Once your reactor has reached level six, nuclear bombs will be produced automatically. Hover the mouse cursor over the "Atom" symbol in the middle of the top status bar to get a tooltip about when your next nuke will be ready.
Delivery
Nukes can initially be delivered via strategic bombers. After research of the "Miniaturized Fission Bomb" (1948), in conjunction with all rocketry Industrial technologies, and all four rocketry secret weapons, it is possible to attach nukes to rockets. In order to attach a nuke to any of those delivery devices, select the latter and click the "attach nuke" button at the bottom of the unit's info screen. It's very similar to attaching regular brigades.
Once there is a nuke attached, the whole formation (e.g. the strategic bomber group) has a new mission available: "nuke".
Effects
The damage caused by a nuclear weapon varies based on the technology level researched. The first, "Nuclear Waste Bomb" technology is the default level, while the "Semi-Fission Bomb" increases damage by 30%, the Fission bomb by an additional 50%, and the Hydrogen bomb another 50%.
Nuclear weapons act as a kind of permanent strategic bombardment, multiplied by several orders of magnitude. Several well-placed nukes can severely hamper the infrastructure of any nation and make the target nation incapable of fighting war. They have several serious effects to the province that was struck:
Units
In the original HOI2 game, nuclear weapons had one effect: complete destruction of all units in the province nuked.
Starting in HOI2 DD, nuclear weapons reduce the strength of all existing units, and wipe out organization. In addition, since the nuked province has 0% infrastructure, the soldiers are effectively trapped in that province, and will not regain organization. Therefore, strategic redeployment is necessary to properly "recover" the use of the effected units.
Province
A successful nuclear strike against a province will permanently reduce IC, infrastructure, and manpower in province. It will "temporarily" reduce AA, land forts, airbases, ports, and resources.

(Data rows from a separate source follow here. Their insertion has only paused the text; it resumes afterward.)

//! CPU presentation: a small ring of images handed to a [`FrameSink`].

use std::sync::Arc;

use reel_core::{FrameBuffer, PixelFormat, ReelError, ReelResult};

use crate::backend::{
    Acquire, BackendKind, Drawable, DrawableTarget, FrameSink, OutputTarget, PresentBackend,
};

#[derive(Default)]
pub struct SoftwareBackend {
    ring: Vec<FrameBuffer>,
    /// Serial of the drawable holding each image.
    in_use: Vec<Option<u64>>,
    next: usize,
    last_presented: Option<usize>,
    sink: Option<Arc<dyn FrameSink>>,
    format: PixelFormat,
    vsync: bool,
}

impl SoftwareBackend {
    pub fn new() -> Self {
        Self::default()
    }

    pub fn is_initialized(&self) -> bool {
        self.sink.is_some()
    }

    fn allocate(&mut self, count: usize, width: u32, height: u32) {
        self.ring = (0..count)
            .map(|_| FrameBuffer::new(width, height, self.format))
            .collect();
        self.in_use = vec![None; count];
        self.next = 0;
        self.last_presented = None;
    }

    fn image_index(&self, drawable: &Drawable) -> ReelResult<usize> {
        match drawable.target() {
            DrawableTarget::Image(index) if *index < self.ring.len() => Ok(*index),
            other => Err(ReelError::InvalidArgument(format!(
                "drawable {:?} does not belong to the software backend",
                other
            ))),
        }
    }
}

impl std::fmt::Debug for SoftwareBackend {
    fn fmt(&self, f: &mut std::fmt::Formatter<'_>) -> std::fmt::Result {
        f.debug_struct("SoftwareBackend")
            .field("ring", &self.ring.len())
            .field("in_use", &self.in_use)
            .field("format", &self.format)
            .field("vsync", &self.vsync)
            .finish()
    }
}

impl PresentBackend for SoftwareBackend {
    fn kind(&self) -> BackendKind {
        BackendKind::Software
    }

    fn name(&self) -> &str {
        "software"
    }

    fn initialize(&mut self, target: &OutputTarget) -> ReelResult<()> {
        let sink = target.sink.clone().ok_or_else(|| {
            ReelError::BackendInit("software presentation needs a frame sink".into())
        })?;
        if target.width == 0 || target.height == 0 {
            return Err(ReelError::BackendInit(format!(
                "invalid output size {}x{}",
                target.width, target.height
            )));
        }
        self.format = target.format;
        self.vsync = target.vsync;
        self.allocate(target.frames_in_flight.max(1) as usize, target.width, target.height);
        self.sink = Some(sink);
        tracing::info!(
            width = target.width,
            height = target.height,
            images = self.ring.len(),
            "software backend ready"
        );
        Ok(())
    }

    fn acquire_drawable(&mut self) -> ReelResult<Acquire> {
        if self.sink.is_none() {
            return Err(ReelError::BackendFailed("software backend not initialized".into()));
        }
        let count = self.ring.len();
        for offset in 0..count {
            let index = (self.next + offset) % count;
            if self.in_use[index].is_none() {
                let drawable = Drawable::new(BackendKind::Software, DrawableTarget::Image(index));
                self.in_use[index] = Some(drawable.serial());
                self.next = (index + 1) % count;
                return Ok(Acquire::Ready(drawable));
            }
        }
        Ok(Acquire::Unavailable)
    }

    fn present(&mut self, drawable: Drawable, frame: &FrameBuffer) -> ReelResult<()> {
        let index = self.image_index(&drawable)?;
        self.in_use[index] = None;
        let image = &mut self.ring[index];
        if !image.copy_from(frame) {
            return Err(ReelError::BackendFailed(format!(
                "frame is {}x{} but the output is {}x{}",
                frame.width, frame.height, image.width, image.height
            )));
        }
        if let Some(sink) = &self.sink {
            sink.display(image);
        }
        self.last_presented = Some(index);
        Ok(())
    }

    fn discard(&mut self, drawable: Drawable) {
        if let Ok(index) = self.image_index(&drawable) {
            self.in_use[index] = None;
        }
    }

    fn reclaim(&mut self, serial: u64) {
        for slot in self.in_use.iter_mut() {
            if *slot == Some(serial) {
                *slot = None;
            }
        }
    }

    fn resize(&mut self, width: u32, height: u32) -> ReelResult<()> {
        let count = self.ring.len().max(1);
        self.allocate(count, width.max(1), height.max(1));
        Ok(())
    }

    fn set_vsync(&mut self, enabled: bool) -> ReelResult<()> {
        // Frames go to the sink synchronously; there is no swap interval.
        self.vsync = enabled;
        Ok(())
    }

    fn synchronize(&mut self) -> ReelResult<()> {
        Ok(())
    }

    fn read_back(&mut self) -> ReelResult<Option<FrameBuffer>> {
        Ok(self.last_presented.map(|index| self.ring[index].clone()))
    }

    fn teardown(&mut self) {
        if self.sink.take().is_some() {
            tracing::debug!("software backend torn down");
        }
        self.ring.clear();
        self.in_use.clear();
        self.last_presented = None;
    }
}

For example, in the Doomsday scenario, before the nuke, Moscow has: 27 IC, 4 AA, 5 Fort; 13 MP, 31 Metal, 82 energy, 17 rare, 5 airbase, 70% infrastructure. After the nuke, 0 of 9.6 IC, 0.8 of 4 AA, 0/5 Fort, 4 MP, 1.57 Airbase, 0.1% infrastructure. Meanwhile resources are all temporarily reduced: metal was reduced by 83%, energy by 78%, and rares by 83%.
The "temporary" reductions are a bit misleading. With 0.1% infrastructure, these will take years to come back at full strength. While the player can rebuild infrastructure in the affected province, each level of infrastructure takes 1 year to build. Thus, in all practical warfare terms, even the "temporary" damage is essentially permanent.
Economic
A successful nuclear strike against your nation will increase national dissent. Based on the Doomsday scenario (Fission Bomb technology), the following results were produced:
Target | Dissent Caused | Victory Points | Original IC | Original Manpower |
Moscow | 23.85% | 50 | 27 | 13 |
Leningrad | 10.8% | 30 | 18 | 3 |
Stalingrad | 8.1% | 30 | 16 | 1 |
Kiev | 2.7% | 5 | 2 | 2 |
Kuybyshev | 2.7% | 0 | 2 | 2 |
Moyz | 0% | 0 | 0 | 0 |
This means that dissent caused is a function of IC and manpower: Victory points are not involved. In order to determine dissent lost, the equation is:
D = (I * 0.45) + (M * 0.9)
Where D = Dissent; I = IC; and M = manpower. Thus, manpower has twice the weight of IC in determining dissent caused.
Technology | Formula |
Nuclear Waste Bomb | D = (I * 0.25) + (M * 0.5) |
Semi-Fission Bomb | D = (I * 0.30) + (M * 0.7) |
Fission Bomb | D = (I * 0.45) + (M * 0.9) |
Hydrogen Bomb |
Huge dissent, together with the other effects of nuclear weapons, spells disaster during wartime. For example, in the Doomsday scenario, after the nuclear strike, the Soviet Union's transport capacity skyrockets to almost 40% over the limit, while total effective industrial capacity drops by an incredible 30%. The problems in transport capacity have a ripple effect throughout the military, with unit combat effectiveness dropping by 20%. Meanwhile, the IC reduction makes it nearly impossible to lower the massive dissent while maintaining production, supplies, and reinforcements. Since the prospects of lowering dissent are unrealistic, in practical terms, the 30% IC loss is permanent.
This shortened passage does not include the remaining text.